▶ [Your objective] Show the lines below where "parameters" occurs.

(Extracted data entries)
——————————

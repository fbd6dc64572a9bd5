//! Query-related data models.
//!
//! This module defines parameter values, query templates and normalized results.

use chrono::{DateTime, Utc};
use serde::{Deserialize, Serialize};
use serde_json::Value as JsonValue;

/// A single result row, keyed by column name.
pub type Row = serde_json::Map<String, JsonValue>;

/// A parameter value for parameterized queries.
#[derive(Debug, Clone, PartialEq, Serialize, Deserialize)]
#[serde(untagged)]
pub enum QueryParam {
    /// NULL value
    Null,
    /// Boolean value
    Bool(bool),
    /// Integer value (stored as i64 for maximum range)
    Int(i64),
    /// Floating point value
    Float(f64),
    /// String value
    String(String),
    /// Binary data (base64 encoded in JSON)
    #[serde(with = "base64_bytes")]
    Bytes(Vec<u8>),
    /// Arbitrary JSON, bound as `jsonb`
    Json(JsonValue),
}

impl From<bool> for QueryParam {
    fn from(v: bool) -> Self {
        Self::Bool(v)
    }
}

impl From<i32> for QueryParam {
    fn from(v: i32) -> Self {
        Self::Int(v.into())
    }
}

impl From<i64> for QueryParam {
    fn from(v: i64) -> Self {
        Self::Int(v)
    }
}

impl From<f64> for QueryParam {
    fn from(v: f64) -> Self {
        Self::Float(v)
    }
}

impl From<&str> for QueryParam {
    fn from(v: &str) -> Self {
        Self::String(v.to_string())
    }
}

impl From<String> for QueryParam {
    fn from(v: String) -> Self {
        Self::String(v)
    }
}

impl From<Vec<u8>> for QueryParam {
    fn from(v: Vec<u8>) -> Self {
        Self::Bytes(v)
    }
}

impl From<JsonValue> for QueryParam {
    fn from(v: JsonValue) -> Self {
        Self::Json(v)
    }
}

impl<T: Into<QueryParam>> From<Option<T>> for QueryParam {
    fn from(v: Option<T>) -> Self {
        v.map(Into::into).unwrap_or(Self::Null)
    }
}

/// Custom serialization for binary data as base64.
mod base64_bytes {
    use base64::{Engine as _, engine::general_purpose::STANDARD};
    use serde::{Deserialize, Deserializer, Serialize, Serializer};

    pub fn serialize<S>(bytes: &Vec<u8>, serializer: S) -> Result<S::Ok, S::Error>
    where
        S: Serializer,
    {
        STANDARD.encode(bytes).serialize(serializer)
    }

    pub fn deserialize<'de, D>(deserializer: D) -> Result<Vec<u8>, D::Error>
    where
        D: Deserializer<'de>,
    {
        let s = String::deserialize(deserializer)?;
        STANDARD.decode(&s).map_err(serde::de::Error::custom)
    }
}

/// SQL text plus its positional parameter values.
///
/// `query` may still contain `{{ ... }}` macro blocks until it has been run
/// through [`crate::template::compile`].
#[derive(Debug, Clone, Default, PartialEq, Serialize, Deserialize)]
pub struct SqlTemplate {
    pub query: String,
    #[serde(default)]
    pub values: Vec<QueryParam>,
}

impl SqlTemplate {
    /// A template with no parameters.
    pub fn new(query: impl Into<String>) -> Self {
        Self {
            query: query.into(),
            values: Vec::new(),
        }
    }

    /// A template with positional parameters (`$1..$N`).
    pub fn with_values(query: impl Into<String>, values: Vec<QueryParam>) -> Self {
        Self {
            query: query.into(),
            values,
        }
    }
}

impl From<&str> for SqlTemplate {
    fn from(query: &str) -> Self {
        Self::new(query)
    }
}

/// Normalized query result: the row count reported by the server and the rows.
#[derive(Debug, Clone, Default, PartialEq, Serialize, Deserialize)]
pub struct QueryOutput {
    pub row_count: u64,
    pub rows: Vec<Row>,
}

impl QueryOutput {
    /// Result of a statement that returns no rows.
    pub fn empty() -> Self {
        Self::default()
    }

    /// Check if the result contains no rows.
    pub fn is_empty(&self) -> bool {
        self.rows.is_empty()
    }
}

/// Diagnostic snapshot of the most recent statement issued on a lease.
#[derive(Debug, Clone, PartialEq)]
pub struct QuerySnapshot {
    pub sql: String,
    pub params: Vec<QueryParam>,
    pub issued_at: DateTime<Utc>,
}

impl QuerySnapshot {
    pub fn new(sql: &str, params: &[QueryParam]) -> Self {
        Self {
            sql: sql.to_string(),
            params: params.to_vec(),
            issued_at: Utc::now(),
        }
    }
}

——————————

▶ [Response to this exercise]
    /// A template with no parameters.
    /// A template with positional parameters (`$1..$N`).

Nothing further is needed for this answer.